La gauche radicale latino-américaine se réclame des pères de l’indépendance des États latino-américains comme Simón Bolívar, pourtant issus de l’aristocratie locale et fort peu communistes, parce que ce sont des libertadores, des libérateurs des peuples. Bien avant les premiers guerrilleros, le Mexicain Emiliano Zapata menait sa Révolution au nom de la liberté, tandis que Zorro, le justicier masqué, incarnation moderne des idéaux chevaleresques, fascinait les foules par ses aventures.
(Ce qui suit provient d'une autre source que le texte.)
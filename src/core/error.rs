//! Error taxonomy for the rule engine.
//!
//! Only `InvalidConfiguration` is fatal, and only to construction. Every other
//! variant is returned before any state is touched, so the caller can re-prompt
//! and try again.

use thiserror::Error;

use super::color::Color;
use super::player::PlayerId;

/// Errors returned by the game engine.
#[derive(Clone, Debug, PartialEq, Eq, Error)]
pub enum GameError {
    #[error("invalid configuration: {0}")]
    InvalidConfiguration(String),

    #[error("{value} cannot be marked in the {color} row")]
    IllegalMark { color: Color, value: u8 },

    #[error("the colored {colored} must come after the shared {shared} in the {color} row")]
    IllegalCombinedOrder { color: Color, shared: u8, colored: u8 },

    #[error("unknown color: {0:?}")]
    UnknownColor(String),

    #[error("expected phase {expected}, but the game is in phase {actual}")]
    WrongPhase {
        expected: &'static str,
        actual: &'static str,
    },

    #[error("{0} is not the participant being asked")]
    NotPassive(PlayerId),

    #[error("{0} is not seated at this table")]
    UnknownPlayer(PlayerId),

    #[error("the game is over")]
    GameOver,
}

/// Result alias used throughout the engine.
pub type Result<T> = std::result::Result<T, GameError>;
Alors que l’idéal marxiste originel est celui d’une masse populaire révoltée dont le nombre et l’unité font la force, le révolutionnaire latino-américain peut-il être considéré comme un Messie marxiste ? Le revolucionario par excellence est évidemment le mythique Ernesto Guevara, dit le Che, médecin argentin devenu bras droit de Fidel Castro et artisan de la Révolution cubaine, avant de s’engager dans la lutte armée pour étendre la Révolution communiste en Amérique latine, en Afrique et dans le monde entier.
De son appel pendant son voyage à travers l’Amérique du Sud à son martyr aux mains de la CIA en Bolivie, le messianisme qui le caractérise est frappant. Il a même une icône (la fameuse photo de conquérant), un(e) hymne – dont le titre, Hasta siempre (« Pour toujours ») fait référence à l’éternité – et une légende… devenue culte ! Dans cet article, nous nous intéresserons aux similitudes et aux différences entre ce « Messie marxiste » et le Christ.
Le révolutionnaire : un « homme nouveau » ?
Pour commencer, rappelons que le communisme est une idéologie fondamentalement athée. Pour Karl Marx, « la religion, c’est l’opium du peuple », en ce qu’elle pousse l’opprimé à accepter son aliénation et sa souffrance par l’espoir vain d’une consolation dans une autre vie, au lieu de se révolter pour briser ses chaînes. Marx propose de construire le paradis ici-bas au lieu d’attendre un paradis illusoire dans un autre monde. Puisqu’il n’y a pas de Dieu, ni de Sauveur extérieur à l’humanité, l’homme doit devenir son propre Sauveur, comme le dit la 2º strophe de l’Internationale : « Il n’est pas de Sauveur suprême, Ni Dieu, ni César, ni tribun, Producteurs, sauvons-nous nous-mêmes, Décrétons le salut commun ». Si le révolutionnaire est un Messie marxiste, il s’agit donc d’un Messie humain.
Pour Che Guevara, le révolutionnaire incarne l’homme nouveau, une expression courante dans ses écrits. L’homme nouveau, c’est celui qui s’est sauvé lui-même, en renonçant à toute aspiration propre pour servir le bien commun, et lutte maintenant pour sauver les autres. Quand tous les hommes seront sauvés de l’oppression, ce sera l’avènement d’une nouvelle humanité, constituée d’hommes libres et égaux.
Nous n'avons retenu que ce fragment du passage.